No pude evitar que mis ojos se humedecieran ante el escenario que el teatro de la vida me había adjudicado. Apenas una decena de bombillas parpadeaban entre las calles cubiertas de oscuridad. El pueblo era minúsculo. Y ni un alma transitando. El único sonido que pude percibir fueron los ladridos de un perro cabreado. Me encontraba sobre una mierda perdida en medio de la nada y lo peor de todo era que, su pestilencia tendría que acompañarme durante unos años.

La casa de tía Claudia estaba situada en la plaza del pueblo, el lugar perfecto para una mujer, que imaginé la peor de las cotillas. Frente al edificio de tres plantas, que podríamos considerar distinguido, se encontraba el bar. En la terraza cubierta por una enorme buganvilla unos cuantos viejos nos miraron con ojos curiosos, que se preguntaban quién sería ese muchacho de aspecto sajón que seguía a doña Claudia, mientras saboreaban los pitillos que colgaban de sus labios resecos, apartando las moscas que se empeñaban en fastidiarles la hora del café.

La visión de los cigarrillos me hizo recordar que dejé olvidado el paquete en casa. Estuve tentado de decirle a mi tía que iba a por uno al bar. Me abstuve. No me apetecía oír un sermón sobre los males que ocasionaba ese vicio. Sabía que fumar no era bueno, pero de algo había que morirse, ¿no? Opino que sería una putada palmarla sano.

Saben cuál creo que es el verdadero cáncer: la sociedad. El estrés, el temor al paro, el consumo. Todo junto a la contaminación han desatado la ira de nuestras células. Además, fumar es y será siempre un ritual, un acto social. Mediante la petición de lumbre o de un cigarrillo puede surgir una gran amistad o el amor.

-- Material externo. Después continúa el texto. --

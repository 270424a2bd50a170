//! What collaborators see of a cell

use pricematrix_core::{CellAddress, CellError, CellValue, ValueType};

use crate::recalc::RecalcStats;

/// A read-only view of one cell
#[derive(Debug, Clone, PartialEq)]
pub struct CellView {
    pub address: CellAddress,
    /// Text exactly as entered; empty for an absent cell
    pub raw_text: String,
    pub value: CellValue,
    /// The value as text: numbers canonical, errors as their code
    pub display_value: String,
    pub error: Option<CellError>,
    pub value_type: ValueType,
    /// Why a formula could not be used, if it could not
    pub diagnostic: Option<String>,
    /// The stored value was stale and `value` was computed on demand
    pub pending: bool,
}

impl CellView {
    pub(crate) fn new(
        address: CellAddress,
        raw_text: String,
        value: CellValue,
        diagnostic: Option<String>,
        pending: bool,
    ) -> Self {
        Self {
            address,
            raw_text,
            display_value: value.to_string(),
            error: value.error(),
            value_type: value.value_type(),
            value,
            diagnostic,
            pending,
        }
    }

    /// Whether nothing is stored at this address
    pub fn is_blank(&self) -> bool {
        self.raw_text.is_empty()
    }

    pub fn is_formula(&self) -> bool {
        self.raw_text.starts_with('=')
    }
}

/// Outcome of a cell write: the cell afterwards and the recalculation it caused
#[derive(Debug, Clone, PartialEq)]
pub struct CellResult {
    pub cell: CellView,
    pub stats: RecalcStats,
}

Les diré que hay gente supersana que está podrida. Como lo oyen. Conozco a unos cuantos. No fuman, no beben y se matan en el gimnasio. Me troncho cuando veo a esos musculitos sudando como cerdos para poseer un gran cuerpo, que acaba cayendo ante el primer ataque de gripe.

Aunque, pensándolo bien, los peores son los ecologistas. Si te descubren con un cigarrillo te tachan de criminal. Pero nunca me he dejado engañar. Cuando alguno de ellos intenta meterme el rollo le pregunto si tiene coche. Al principio el tipo me mira con cara de alucinado, hasta que comprende y se larga con el rabo entre las piernas. Mi cigarrillo contamina menos que una Vespino.

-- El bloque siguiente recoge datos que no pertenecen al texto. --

//! Undo/redo history
//!
//! Every mutating session operation pushes one [`Transaction`] holding what
//! the affected matrix looked like before it ran. Undoing a transaction
//! captures the current state as its inverse and pushes that onto the redo
//! stack, and the other way round for redo.

use std::collections::VecDeque;

use pricematrix_formula::CellKey;

use crate::options::DEFAULT_UNDO_LIMIT;
use crate::snapshot::{CellSnapshot, MatrixSnapshot};

/// State needed to put a matrix back
#[derive(Debug, Clone, PartialEq)]
pub enum Change {
    /// Previous raw text of the cells an edit touched; empty text was absent
    Cells(Vec<CellSnapshot>),
    /// Whole matrix before a row or column insert or delete
    Matrix(MatrixSnapshot),
}

/// One undoable user-visible operation
#[derive(Debug, Clone, PartialEq)]
pub struct Transaction {
    /// Human-readable description (e.g. "edit B3", "insert row 4")
    pub description: String,
    /// Name of the matrix the operation changed
    pub matrix: String,
    pub change: Change,
    /// Dimensions before the operation
    pub dimensions: (u32, u16),
    /// Formula cells flagged as circular before the operation
    pub circular: Vec<CellKey>,
}

impl Transaction {
    /// Number of cells the transaction restores
    pub fn cell_count(&self) -> usize {
        match &self.change {
            Change::Cells(cells) => cells.len(),
            Change::Matrix(snapshot) => snapshot.cells.len(),
        }
    }
}

/// Bounded undo and redo stacks
#[derive(Debug)]
pub struct UndoStack {
    /// Transactions that can be undone (most recent at back)
    undo_stack: VecDeque<Transaction>,
    /// Transactions that were undone and can be redone (most recent at back)
    redo_stack: VecDeque<Transaction>,
    max_size: usize,
}

impl UndoStack {
    pub fn new() -> Self {
        Self::with_max_size(DEFAULT_UNDO_LIMIT)
    }

    /// A history that keeps at most `max_size` steps; 0 disables it
    pub fn with_max_size(max_size: usize) -> Self {
        UndoStack {
            undo_stack: VecDeque::with_capacity(max_size.min(DEFAULT_UNDO_LIMIT)),
            redo_stack: VecDeque::new(),
            max_size,
        }
    }

    /// Record a new operation; clears the redo stack
    pub fn push(&mut self, transaction: Transaction) {
        self.redo_stack.clear();
        Self::push_bounded(&mut self.undo_stack, transaction, self.max_size);
    }

    /// Push onto the undo stack without clearing redo (used by redo)
    pub fn push_undo_for_redo(&mut self, transaction: Transaction) {
        Self::push_bounded(&mut self.undo_stack, transaction, self.max_size);
    }

    /// Push onto the redo stack (used by undo)
    pub fn push_redo(&mut self, transaction: Transaction) {
        Self::push_bounded(&mut self.redo_stack, transaction, self.max_size);
    }

    fn push_bounded(stack: &mut VecDeque<Transaction>, transaction: Transaction, max_size: usize) {
        if max_size == 0 {
            return;
        }
        while stack.len() >= max_size {
            stack.pop_front();
        }
        stack.push_back(transaction);
    }

    pub fn pop_undo(&mut self) -> Option<Transaction> {
        self.undo_stack.pop_back()
    }

    pub fn pop_redo(&mut self) -> Option<Transaction> {
        self.redo_stack.pop_back()
    }

    pub fn can_undo(&self) -> bool {
        !self.undo_stack.is_empty()
    }

    pub fn can_redo(&self) -> bool {
        !self.redo_stack.is_empty()
    }

    /// Description of the next undo step
    pub fn undo_description(&self) -> Option<&str> {
        self.undo_stack.back().map(|t| t.description.as_str())
    }

    /// Description of the next redo step
    pub fn redo_description(&self) -> Option<&str> {
        self.redo_stack.back().map(|t| t.description.as_str())
    }

    /// Drop every step that touches the named matrix
    pub fn forget_matrix(&mut self, name: &str) {
        self.undo_stack.retain(|t| t.matrix != name);
        self.redo_stack.retain(|t| t.matrix != name);
    }

    pub fn clear(&mut self) {
        self.undo_stack.clear();
        self.redo_stack.clear();
    }

    /// `(undo, redo)` stack sizes
    pub fn stack_sizes(&self) -> (usize, usize) {
        (self.undo_stack.len(), self.redo_stack.len())
    }
}

impl Default for UndoStack {
    fn default() -> Self {
        Self::new()
    }
}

Tía Claudia abrió la puerta y entramos en casa. El recibidor era enorme. Apenas había muebles. Un Cristo agonizante que colgaba de la pared daba la bienvenida al visitante y debajo de él, encarada hacia la puerta, una mecedora. Supuse que sería la poltrona desde donde mi tía observaba cada movimiento que se producía en la plaza.

Tras ascender por la escalera llegamos al comedor, el cuál me pareció alucinante. Vírgenes y santos acaparaban la superficie del aparador. Su reflejo en el espejo les daba el aspecto de un ejército dispuesto a entrar en combate ante el primer pecador que osara profanar ese santuario ficticio. Sin duda, había caído en la casa de una fanática religiosa. Por supuesto, sobre el mueble se exhibía una cena enorme con un Jesucristo, que por la serenidad que mostraba su rostro, aún ignoraba la traición inminente.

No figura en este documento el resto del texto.